1.3.9 Interprétation d'une revendication pour apprécier s'il est satisfait à l'article 123(2) CBE
Dans la décision T 23/02, la chambre a déclaré que, bien que les revendications déposées initialement ne comportaient aucune référence à une méthode de mesure du diamètre moyen des particules, cela ne voulait pas dire que n'importe quelle méthode pouvait être employée pour déterminer ce paramètre. Si les revendications laissaient la place à un doute quelconque, c'était sur la manière dont le diamètre moyen des particules devait être déterminé, car l'homme du métier se serait rendu compte que la méthode de mesure était décisive pour analyser la taille des particules. Il se serait donc appuyé sur la description et les dessins pour décider comment mesurer le diamètre moyen des particules, et serait parvenu à la conclusion que, si on les interprète correctement à la lumière de la description initiale, les revendications telles que déposées initialement contenaient déjà des restrictions quant à la méthode de mesure du diamètre moyen des différentes particules. (En ce qui concerne la jurisprudence relative à la nécessité d'inclure, dans la revendication, la méthode de mesure d'un paramètre, se reporter au chapitre II.C.6.6.9 "Méthodes d'analyse".)

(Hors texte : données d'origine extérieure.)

#[cfg(test)]
mod tests {
    use super::*;
    use crate::api::AuthApi;
    use crate::test_support::{endpoints, signed_in_store};
    use async_trait::async_trait;
    use bridge_traits::error::{BridgeError, Result as BridgeResult};
    use crate::types::{ClearReason, RefreshUpdate, SessionStatus};
    use bridge_traits::http::HttpMethod;
    use core_runtime::events::EventBus;
    use std::sync::Mutex;

    /// Returns queued responses in order and records each request.
    #[derive(Default)]
    struct ScriptedClient {
        responses: Mutex<Vec<BridgeResult<HttpResponse>>>,
        requests: Mutex<Vec<HttpRequest>>,
    }

    impl ScriptedClient {
        fn new(mut responses: Vec<BridgeResult<HttpResponse>>) -> Arc<Self> {
            responses.reverse();
            Arc::new(Self {
                responses: Mutex::new(responses),
                requests: Mutex::new(Vec::new()),
            })
        }

        fn requests(&self) -> Vec<HttpRequest> {
            self.requests.lock().unwrap().clone()
        }
    }

    #[async_trait]
    impl HttpClient for ScriptedClient {
        async fn execute(&self, request: HttpRequest) -> BridgeResult<HttpResponse> {
            self.requests.lock().unwrap().push(request);
            self.responses
                .lock()
                .unwrap()
                .pop()
                .unwrap_or_else(|| Ok(HttpResponse::new(500, "unscripted")))
        }
    }

    async fn executor(
        refresh: Option<&str>,
        client: Arc<ScriptedClient>,
    ) -> (AuthenticatedRequestExecutor, TokenStore) {
        let store = signed_in_store(refresh).await;
        let bus = EventBus::new(16);
        let coordinator = RefreshCoordinator::new(
            store.clone(),
            AuthApi::new(client.clone(), endpoints()),
            bus.clone(),
            Duration::from_secs(5),
        );
        let lifecycle = SessionLifecycle::new(store.clone(), bus);
        let executor = AuthenticatedRequestExecutor::new(
            client,
            store.clone(),
            coordinator,
            lifecycle,
            Duration::from_secs(5),
        );
        (executor, store)
    }

    fn bookmarks() -> HttpRequest {
        HttpRequest::new(HttpMethod::Get, "http://127.0.0.1:8000/api/bookmarks/")
    }

    #[tokio::test]
    async fn test_attaches_access_token() {
        let client = ScriptedClient::new(vec![Ok(HttpResponse::new(200, "[]"))]);
        let (executor, _) = executor(Some("R1"), client.clone()).await;

        let response = executor.execute(bookmarks()).await.unwrap();

        assert_eq!(response.status, 200);
        let requests = client.requests();
        assert_eq!(requests.len(), 1);
        assert_eq!(requests[0].bearer(), Some("A1"));
    }

    #[tokio::test]
    async fn test_no_access_token_sends_nothing() {
        let client = ScriptedClient::new(vec![]);
        let (executor, store) = executor(Some("R1"), client.clone()).await;
        store.clear(ClearReason::SignedOut).await.unwrap();

        let err = executor.execute(bookmarks()).await.unwrap_err();

        assert_eq!(err, AuthError::Unauthorized);
        assert!(client.requests().is_empty());
    }

    #[tokio::test]
    async fn test_forbidden_passes_through() {
        let client = ScriptedClient::new(vec![Ok(HttpResponse::new(403, "forbidden"))]);
        let (executor, store) = executor(Some("R1"), client.clone()).await;

        let err = executor.execute(bookmarks()).await.unwrap_err();

        assert_eq!(
            err,
            AuthError::Server {
                status: 403,
                body: "forbidden".to_string()
            }
        );
        assert_eq!(client.requests().len(), 1);
        assert_eq!(store.read().access_token(), Some("A1"));
    }

    #[tokio::test]
    async fn test_network_error_does_not_refresh() {
        let client = ScriptedClient::new(vec![Err(BridgeError::Timeout("30s".to_string()))]);
        let (executor, store) = executor(Some("R1"), client.clone()).await;

        let err = executor.execute(bookmarks()).await.unwrap_err();

        assert!(matches!(err, AuthError::Network(_)));
        assert_eq!(client.requests().len(), 1);
        assert_eq!(store.read().access_token(), Some("A1"));
    }

    #[tokio::test]
    async fn test_refresh_and_retry_once() {
        let client = ScriptedClient::new(vec![
            Ok(HttpResponse::new(401, "")),
            Ok(HttpResponse::new(200, r#"{"access":"A2"}"#)),
            Ok(HttpResponse::new(201, "{}")),
        ]);
        let (executor, store) = executor(Some("R1"), client.clone()).await;

        let response = executor.execute(bookmarks()).await.unwrap();

        assert_eq!(response.status, 201);
        let requests = client.requests();
        assert_eq!(requests.len(), 3);
        assert!(requests[1].url.ends_with("api/token/refresh/"));
        assert_eq!(requests[2].bearer(), Some("A2"));
        assert_eq!(requests[2].url, requests[0].url);
        assert_eq!(store.read().access_token(), Some("A2"));
    }

    #[tokio::test]
    async fn test_retry_rejected_again_is_unauthorized() {
        let client = ScriptedClient::new(vec![
            Ok(HttpResponse::new(401, "")),
            Ok(HttpResponse::new(200, r#"{"access":"A2"}"#)),
            Ok(HttpResponse::new(401, "")),
        ]);
        let (executor, store) = executor(Some("R1"), client.clone()).await;

        let err = executor.execute(bookmarks()).await.unwrap_err();

        assert_eq!(err, AuthError::Unauthorized);
        assert_eq!(client.requests().len(), 3);
        // No session side effect.
        assert_eq!(store.read().access_token(), Some("A2"));
        assert_eq!(store.read().refresh_token(), Some("R1"));
    }

    #[tokio::test]
    async fn test_retry_server_error_is_returned() {
        let client = ScriptedClient::new(vec![
            Ok(HttpResponse::new(401, "")),
            Ok(HttpResponse::new(200, r#"{"access":"A2"}"#)),
            Ok(HttpResponse::new(500, "boom")),
        ]);
        let (executor, _) = executor(Some("R1"), client.clone()).await;

        let err = executor.execute(bookmarks()).await.unwrap_err();

        assert!(matches!(err, AuthError::Server { status: 500, .. }));
        assert_eq!(client.requests().len(), 3);
    }

    /// Rejects every domain request; holds the refresh call until released,
    /// then rejects it too.
    #[derive(Default)]
    struct HeldRefreshClient {
        refresh_started: tokio::sync::Notify,
        release: tokio::sync::Notify,
    }

    #[async_trait]
    impl HttpClient for HeldRefreshClient {
        async fn execute(&self, request: HttpRequest) -> BridgeResult<HttpResponse> {
            if request.url.ends_with("api/token/refresh/") {
                self.refresh_started.notify_one();
                self.release.notified().await;
                return Ok(HttpResponse::new(
                    401,
                    r#"{"detail":"Token is invalid or expired"}"#,
                ));
            }
            Ok(HttpResponse::new(401, ""))
        }
    }

    async fn held_executor() -> (
        AuthenticatedRequestExecutor,
        TokenStore,
        Arc<HeldRefreshClient>,
        tokio::sync::broadcast::Receiver<core_runtime::events::CoreEvent>,
    ) {
        let store = signed_in_store(Some("R1")).await;
        let bus = EventBus::new(16);
        let rx = bus.subscribe();
        let client = Arc::new(HeldRefreshClient::default());
        let coordinator = RefreshCoordinator::new(
            store.clone(),
            AuthApi::new(client.clone(), endpoints()),
            bus.clone(),
            Duration::from_secs(5),
        );
        let executor = AuthenticatedRequestExecutor::new(
            client.clone(),
            store.clone(),
            coordinator,
            SessionLifecycle::new(store.clone(), bus),
            Duration::from_secs(5),
        );
        (executor, store, client, rx)
    }

    fn session_expired_signals(
        rx: &mut tokio::sync::broadcast::Receiver<core_runtime::events::CoreEvent>,
    ) -> usize {
        use core_runtime::events::{AuthEvent, CoreEvent};

        let mut count = 0;
        while let Ok(event) = rx.try_recv() {
            if matches!(event, CoreEvent::Auth(AuthEvent::SessionExpired { .. })) {
                count += 1;
            }
        }
        count
    }

    #[tokio::test]
    async fn test_sign_in_during_failing_refresh_keeps_new_session() {
        let (executor, store, client, mut rx) = held_executor().await;

        let request = tokio::spawn({
            let executor = executor.clone();
            async move { executor.execute(bookmarks()).await }
        });
        client.refresh_started.notified().await;
        store
            .set_tokens("B1", RefreshUpdate::Replace("S1".to_string()))
            .await
            .unwrap();
        client.release.notify_one();

        let err = request.await.unwrap().unwrap_err();

        assert!(matches!(err, AuthError::SessionExpired { .. }));
        let session = store.read();
        assert_eq!(session.access_token(), Some("B1"));
        assert_eq!(session.refresh_token(), Some("S1"));
        assert_eq!(session.status, SessionStatus::Authenticated);
        assert_eq!(session_expired_signals(&mut rx), 0);
    }

    #[tokio::test]
    async fn test_sign_out_during_failing_refresh_stays_signed_out() {
        let (executor, store, client, mut rx) = held_executor().await;

        let request = tokio::spawn({
            let executor = executor.clone();
            async move { executor.execute(bookmarks()).await }
        });
        client.refresh_started.notified().await;
        store.clear(ClearReason::SignedOut).await.unwrap();
        client.release.notify_one();

        assert!(request.await.unwrap().is_err());
        assert_eq!(store.read().status, SessionStatus::Anonymous);
        assert_eq!(session_expired_signals(&mut rx), 0);
    }

    #[tokio::test]
    async fn test_failing_refresh_of_current_session_signals_once() {
        let (executor, store, client, mut rx) = held_executor().await;

        let request = tokio::spawn({
            let executor = executor.clone();
            async move { executor.execute(bookmarks()).await }
        });
        client.refresh_started.notified().await;
        client.release.notify_one();

        let err = request.await.unwrap().unwrap_err();

        assert!(matches!(err, AuthError::SessionExpired { .. }));
        assert_eq!(store.read().status, SessionStatus::Expired);
        assert_eq!(session_expired_signals(&mut rx), 1);
    }

    #[tokio::test]
    async fn test_request_timeout_is_network_error() {
        struct Hanging;

        #[async_trait]
        impl HttpClient for Hanging {
            async fn execute(&self, _request: HttpRequest) -> BridgeResult<HttpResponse> {
                std::future::pending().await
            }
        }

        let store = signed_in_store(Some("R1")).await;
        let bus = EventBus::new(16);
        let client: Arc<dyn HttpClient> = Arc::new(Hanging);
        let coordinator = RefreshCoordinator::new(
            store.clone(),
            AuthApi::new(client.clone(), endpoints()),
            bus.clone(),
            Duration::from_secs(5),
        );
        let executor = AuthenticatedRequestExecutor::new(
            client,
            store.clone(),
            coordinator.clone(),
            SessionLifecycle::new(store.clone(), bus),
            Duration::from_millis(20),
        );

        let err = executor.execute(bookmarks()).await.unwrap_err();

        assert!(matches!(err, AuthError::Network(msg) if msg.contains("timed out")));
        assert!(!coordinator.is_refreshing());
        assert_eq!(store.read().access_token(), Some("A1"));
    }
}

Dans l'affaire T 1946/10, la chambre a estimé que, conformément à la jurisprudence constante, l'homme du métier interprète une revendication en étant animé par la volonté de comprendre, en vue de parvenir à une interprétation qui ait un sens du point de vue technique et qui tienne compte de l'ensemble de l'exposé de l'invention contenu dans le brevet. Si en principe, il s'efforce de comprendre une revendication selon son propre libellé et ses propres termes, il peut, lorsqu'il se trouve face à des ambigüités, avoir besoin de consulter la description et les dessins pour mieux comprendre la revendication. Se fondant sur la compréhension des caractéristiques ajoutées découlant de l'interprétation de cette revendication, la chambre a conclu que l'ajout d'une caractéristique à la revendication 1 de la demande telle que déposée initialement, sans tenir compte du contexte structurel et fonctionnel, présentait un nouvel enseignement non divulgué initialement. Voir également à cet égard la décision T 2350/15, qui fait référence à T 1592/14.

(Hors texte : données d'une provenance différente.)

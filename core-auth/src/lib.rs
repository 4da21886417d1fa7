//! # Authentication Module
//!
//! Session layer of the bookmarks client: holds the access/refresh token pair,
//! attaches it to outgoing requests and recovers from expired access tokens.
//!
//! ## Overview
//!
//! - [`TokenStore`] is the single owner of the tokens and persists every change
//!   through the host's `SettingsStore` before it becomes visible.
//! - [`RefreshCoordinator`] makes sure that any number of concurrent callers
//!   needing a new access token share one refresh call.
//! - [`AuthenticatedRequestExecutor`] sends a request, and on a 401 refreshes
//!   through the coordinator and retries exactly once.
//! - [`SessionLifecycle`] clears the session and emits the logout signal when
//!   the refresh token is missing or rejected.
//! - [`AuthManager`] puts these together with sign-in, sign-out and
//!   registration against the token endpoints ([`AuthApi`]).

pub mod api;
pub mod error;
pub mod executor;
pub mod manager;
pub mod refresh;
pub mod session;
pub mod token_store;
pub mod types;

#[cfg(test)]
mod test_support;

pub use api::{AuthApi, AuthEndpoints};
pub use error::{AuthError, FieldErrors, Result};
pub use executor::AuthenticatedRequestExecutor;
pub use manager::AuthManager;
pub use refresh::RefreshCoordinator;
pub use session::SessionLifecycle;
pub use token_store::TokenStore;
pub use types::{
    ClearReason, Credentials, RefreshUpdate, RefreshedToken, Registration, Session,
    SessionStatus, TokenPair,
};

Dans l'affaire T 516/18, la chambre, afin de pouvoir comparer l'objet revendiqué à l'exposé présent dans la demande telle que déposée, a d'abord déterminé l'objet effectif résultant des modifications apportées aux revendications initiales. La chambre a rappelé que la revendication doit être lue et interprétée par un homme du métier animé d'une volonté de comprendre, de sorte que les termes se voient attribuer la signification et la portée qu'ils ont dans le domaine technique pertinent pour l'invention, y compris eu égard au contenu technique de la revendication. Conformément à la jurisprudence des chambres de recours, l'utilisation de la description et des dessins pour interpréter les revendications est toutefois jugée admissible, voire nécessaire si l'homme du métier qui tente d'interpréter la revendication en étant animé d'une volonté de comprendre doit faire face à des caractéristiques obscures et/ou incohérentes. Tel était le cas en l'espèce, selon la chambre.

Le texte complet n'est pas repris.